── PROVIDED ENTRIES ──
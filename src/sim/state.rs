//! Game state and the simulation context
//!
//! `GameState` is the single owner of every simulation component. Components
//! never reference each other; the tick passes them what they need.

use glam::Vec2;
use rand::SeedableRng;
use rand_pcg::Pcg32;
use serde::{Deserialize, Serialize};

use super::character::Character;
use super::clock::SimClock;
use super::obstacles::ObstacleField;
use super::parallax::ParallaxField;
use super::scene::{Scene, SceneMachine};
use crate::assets::{AssetCatalog, AssetKey, SkinHandle, SpriteSize};
use crate::content::{GameContent, MapConfig};
use crate::error::{SetupError, TransitionError};
use crate::persistence::SaveData;
use crate::surface::Surface;
use crate::tuning::Tuning;

/// Outbound signals for audio and UI collaborators
#[derive(Debug, Clone, Copy, PartialEq, Eq, Serialize, Deserialize)]
pub enum GameEvent {
    Scored { score: u32 },
    Died { score: u32 },
    Jumped,
    ButtonPressed,
    CountdownTick { step: usize },
    Go,
    SceneChanged { from: Scene, to: Scene },
    /// Save data changed and should be written out
    SaveRequested,
}

/// What the end panel shows
#[derive(Debug, Clone, Copy, Default, PartialEq, Eq, Serialize, Deserialize)]
pub struct EndSummary {
    pub score: u32,
    pub best: u32,
    /// This run raised the highscore
    pub new_best: bool,
}

/// Gameplay entities; they exist once assets have loaded
#[derive(Debug, Clone)]
pub struct World {
    pub catalog: AssetCatalog,
    pub character: Character,
    pub obstacles: ObstacleField,
    pub parallax: ParallaxField,
}

/// Complete simulation state
#[derive(Debug, Clone)]
pub struct GameState {
    /// Run seed for reproducibility
    pub seed: u64,
    pub rng: Pcg32,
    pub surface: Surface,
    pub tuning: Tuning,
    pub content: GameContent,
    /// Index of the played map in `content.maps`
    pub map: usize,
    pub clock: SimClock,
    pub scenes: SceneMachine,
    pub world: Option<World>,
    pub score: u32,
    pub save: SaveData,
    pub skin: SkinHandle,
    pub summary: EndSummary,
    /// Signals raised since the platform last drained them
    pub events: Vec<GameEvent>,
}

impl GameState {
    /// New state on the loading screen
    pub fn new(
        content: GameContent,
        tuning: Tuning,
        surface: Surface,
        save: SaveData,
        seed: u64,
    ) -> Result<Self, SetupError> {
        content.validate()?;
        tuning.validate()?;
        content.default_map()?;

        let save = save.sanitized(&content.skin_names());
        let skin = Self::handle_for(&content, &save.selected_skin);

        Ok(Self {
            seed,
            rng: Pcg32::seed_from_u64(seed),
            surface,
            clock: SimClock::new(tuning.max_frame_delta),
            tuning,
            content,
            map: 0,
            scenes: SceneMachine::new(),
            world: None,
            score: 0,
            save,
            skin,
            summary: EndSummary::default(),
            events: Vec::new(),
        })
    }

    /// Built-in content and default tuning
    pub fn builtin(surface: Surface, save: SaveData, seed: u64) -> Result<Self, SetupError> {
        Self::new(GameContent::builtin()?, Tuning::default(), surface, save, seed)
    }

    fn handle_for(content: &GameContent, skin: &str) -> SkinHandle {
        SkinHandle(
            content
                .skins
                .iter()
                .position(|s| s.skin == skin)
                .unwrap_or(0),
        )
    }

    /// Choose the map to play; only possible while still loading
    pub fn select_map(&mut self, name: &str) -> Result<(), SetupError> {
        let index = self.content.map_index(name)?;
        if self.world.is_some() {
            log::warn!("Map '{}' requested after loading, ignoring", name);
            return Ok(());
        }
        self.map = index;
        Ok(())
    }

    pub fn map_config(&self) -> &MapConfig {
        &self.content.maps[self.map]
    }

    pub fn scene(&self) -> Scene {
        self.scenes.scene()
    }

    pub fn is_loaded(&self) -> bool {
        self.world.is_some()
    }

    /// Resolve sprites through the loader and finish loading
    pub fn load_assets<F>(&mut self, lookup: F) -> Result<(), SetupError>
    where
        F: FnMut(&AssetKey) -> Option<SpriteSize>,
    {
        let catalog = AssetCatalog::resolve(&self.content, self.map_config(), lookup)?;
        self.finish_loading(catalog)
    }

    /// Build the gameplay entities and leave the loading screen
    pub fn finish_loading(&mut self, catalog: AssetCatalog) -> Result<(), SetupError> {
        if self.world.is_some() {
            log::warn!("Assets already loaded, ignoring");
            return Ok(());
        }

        let map = &self.content.maps[self.map];
        let behaviours = map.validate()?;
        let size = Self::character_size(&catalog, self.skin, &self.surface, &self.tuning);
        let character = Character::new(size, &self.surface, &self.tuning);
        let obstacles = ObstacleField::new(
            map,
            behaviours,
            catalog.obstacle_pole(),
            &self.surface,
            &mut self.rng,
        )?;
        let parallax = ParallaxField::new(map, &catalog, &self.surface, &mut self.rng)?;

        log::info!(
            "Map '{}' ready: {} obstacle(s), {} scenery layer(s)",
            map.map,
            obstacles.len(),
            parallax.layers().len()
        );

        self.world = Some(World {
            catalog,
            character,
            obstacles,
            parallax,
        });

        if let Err(e) = self.request(Scene::MainMenu) {
            log::warn!("Could not leave the loading screen: {}", e);
        }
        Ok(())
    }

    fn character_size(
        catalog: &AssetCatalog,
        skin: SkinHandle,
        surface: &Surface,
        tuning: &Tuning,
    ) -> Vec2 {
        let sprite = catalog
            .skin(skin)
            .scaled(tuning.character_scale * surface.scale_factor());
        Vec2::new(sprite.width, sprite.height)
    }

    /// Start a scene transition, reporting the scene change if it is immediate
    pub fn request(&mut self, to: Scene) -> Result<(), TransitionError> {
        if self.world.is_none() {
            return Err(TransitionError::NotLoaded);
        }
        let from = self.scenes.scene();
        self.scenes.request(to)?;
        self.note_scene_change(from);
        Ok(())
    }

    pub(crate) fn note_scene_change(&mut self, from: Scene) {
        let to = self.scenes.scene();
        if from != to {
            self.events.push(GameEvent::SceneChanged { from, to });
        }
    }

    /// Fresh run: character back at spawn, obstacles re-laid, score cleared
    pub fn reset_run(&mut self) {
        self.score = 0;
        self.summary = EndSummary::default();
        self.scenes.hud.reset_countdown();
        self.scenes.hud.score_alpha = 0.0;

        let size_skin = self.skin;
        if let Some(world) = self.world.as_mut() {
            world.character.size =
                Self::character_size(&world.catalog, size_skin, &self.surface, &self.tuning);
            world.character.reset(&self.surface, &self.tuning);
            world.obstacles.reset(&mut self.rng);
        }
        log::info!("Run reset");
    }

    pub fn next_skin(&mut self) {
        self.save.next_skin();
        self.apply_skin();
    }

    pub fn previous_skin(&mut self) {
        self.save.previous_skin();
        self.apply_skin();
    }

    fn apply_skin(&mut self) {
        self.skin = Self::handle_for(&self.content, &self.save.selected_skin);
        if let Some(world) = self.world.as_mut() {
            world.character.size =
                Self::character_size(&world.catalog, self.skin, &self.surface, &self.tuning);
        }
        log::debug!("Selected skin '{}'", self.save.selected_skin);
        self.events.push(GameEvent::SaveRequested);
    }

    pub fn is_skin_unlocked(&self, skin: &str) -> bool {
        self.save.is_skin_unlocked(skin)
    }

    pub fn selected_skin(&self) -> &str {
        &self.save.selected_skin
    }

    /// Drain the signals raised since the last call
    pub fn take_events(&mut self) -> Vec<GameEvent> {
        std::mem::take(&mut self.events)
    }
}
use std::{fmt, str::FromStr};

use rand::{rngs::StdRng, SeedableRng};
use tracing::info_span;

use crate::{
    config::DemoConfig,
    error::{Error, Result},
    figure::{Figure, FigureSize},
    price_data::{BundledPrices, CsvPrices, PriceSource},
};

pub mod bar_label;
pub mod coherence;
pub mod scatter;

/// matplotlib "tab10" colours shared by the recipes
pub(crate) const TAB_BLUE: plotters::style::RGBColor = plotters::style::RGBColor(31, 119, 180);
pub(crate) const TAB_ORANGE: plotters::style::RGBColor = plotters::style::RGBColor(255, 127, 14);

#[derive(Debug, Clone, Copy, PartialEq, Eq, Hash)]
pub enum ChartKind {
    BarLabel,
    Coherence,
    Scatter,
}

impl ChartKind {
    pub const ALL: [ChartKind; 3] = [ChartKind::BarLabel, ChartKind::Coherence, ChartKind::Scatter];

    /// The exact request line that selects this chart.
    pub fn name(&self) -> &'static str {
        match self {
            ChartKind::BarLabel => "Bar Label Demo",
            ChartKind::Coherence => "Plotting the coherence of two signals",
            ChartKind::Scatter => "Scatter Demo2",
        }
    }

    pub fn slug(&self) -> &'static str {
        match self {
            ChartKind::BarLabel => "bar_label",
            ChartKind::Coherence => "coherence",
            ChartKind::Scatter => "scatter",
        }
    }

    pub fn from_name(name: &str) -> Option<Self> {
        Self::ALL.into_iter().find(|k| k.name() == name)
    }
}

impl fmt::Display for ChartKind {
    fn fmt(&self, f: &mut fmt::Formatter<'_>) -> fmt::Result {
        f.write_str(self.name())
    }
}

impl FromStr for ChartKind {
    type Err = Error;
    fn from_str(s: &str) -> Result<Self> {
        Self::from_name(s).ok_or_else(|| Error::UnknownChart(s.to_string()))
    }
}

/// Process-scoped state handed to every recipe. The RNG is seeded once and
/// advances across requests.
#[derive(Debug)]
pub struct DemoContext {
    pub rng: StdRng,
    pub size: FigureSize,
    pub prices: Box<dyn PriceSource>,
}

impl DemoContext {
    pub fn new(seed: u64, size: FigureSize, prices: Box<dyn PriceSource>) -> Self {
        Self {
            rng: StdRng::seed_from_u64(seed),
            size,
            prices,
        }
    }

    pub fn from_config(config: &DemoConfig) -> Self {
        let prices: Box<dyn PriceSource> = match &config.price_data {
            Some(path) => Box::new(CsvPrices::new(path)),
            None => Box::new(BundledPrices),
        };
        Self::new(config.seed, config.figure_size(), prices)
    }
}

pub fn draw_kind(kind: ChartKind, ctx: &mut DemoContext) -> Result<Figure> {
    let _span = info_span!("draw", chart = %kind).entered();
    match kind {
        ChartKind::BarLabel => bar_label::draw(ctx.size),
        ChartKind::Coherence => coherence::draw(ctx),
        ChartKind::Scatter => scatter::draw(ctx),
    }
}

/// Renders the chart named `name`; `Ok(None)` when no chart has that name.
pub fn draw(name: &str, ctx: &mut DemoContext) -> Result<Option<Figure>> {
    match ChartKind::from_name(name) {
        Some(kind) => draw_kind(kind, ctx).map(Some),
        None => Ok(None),
    }
}

#[cfg(test)]
fn test_context() -> DemoContext {
    DemoContext::from_config(&DemoConfig::default())
}

#[test]
fn names_round_trip() {
    for kind in ChartKind::ALL {
        assert_eq!(ChartKind::from_name(kind.name()), Some(kind));
        assert_eq!(kind.to_string().parse::<ChartKind>().unwrap(), kind);
    }
}

#[test]
fn names_match_exactly() {
    assert_eq!(ChartKind::from_name("bar label demo"), None);
    assert_eq!(ChartKind::from_name("Bar Label Demo "), None);
    assert_eq!(ChartKind::from_name(""), None);
    assert!(matches!(
        "nonsense".parse::<ChartKind>(),
        Err(Error::UnknownChart(name)) if name == "nonsense"
    ));
}

#[test]
fn unknown_name_draws_nothing() {
    let mut ctx = test_context();
    assert!(draw("nonsense", &mut ctx).unwrap().is_none());
}

#[test]
fn every_kind_draws_a_figure() {
    let mut ctx = test_context();
    for kind in ChartKind::ALL {
        let figure = draw(kind.name(), &mut ctx).unwrap().unwrap();
        assert_eq!((figure.width(), figure.height()), (620, 430));
        assert!(
            figure.pixels().iter().any(|&p| p != 255),
            "{} rendered a blank canvas",
            kind
        );
    }
}

#[test]
fn configured_size_is_used() {
    let config = DemoConfig {
        width_px: 300,
        height_px: 200,
        ..DemoConfig::default()
    };
    let mut ctx = DemoContext::from_config(&config);
    let figure = draw_kind(ChartKind::BarLabel, &mut ctx).unwrap();
    assert_eq!((figure.width(), figure.height()), (300, 200));
}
───
Scan the material above for "style". Copy every line where it appears.

OUTPUT FOR THIS EXERCISE:
pub(crate) const TAB_BLUE: plotters::style::RGBColor = plotters::style::RGBColor(31, 119, 180);
pub(crate) const TAB_ORANGE: plotters::style::RGBColor = plotters::style::RGBColor(255, 127, 14);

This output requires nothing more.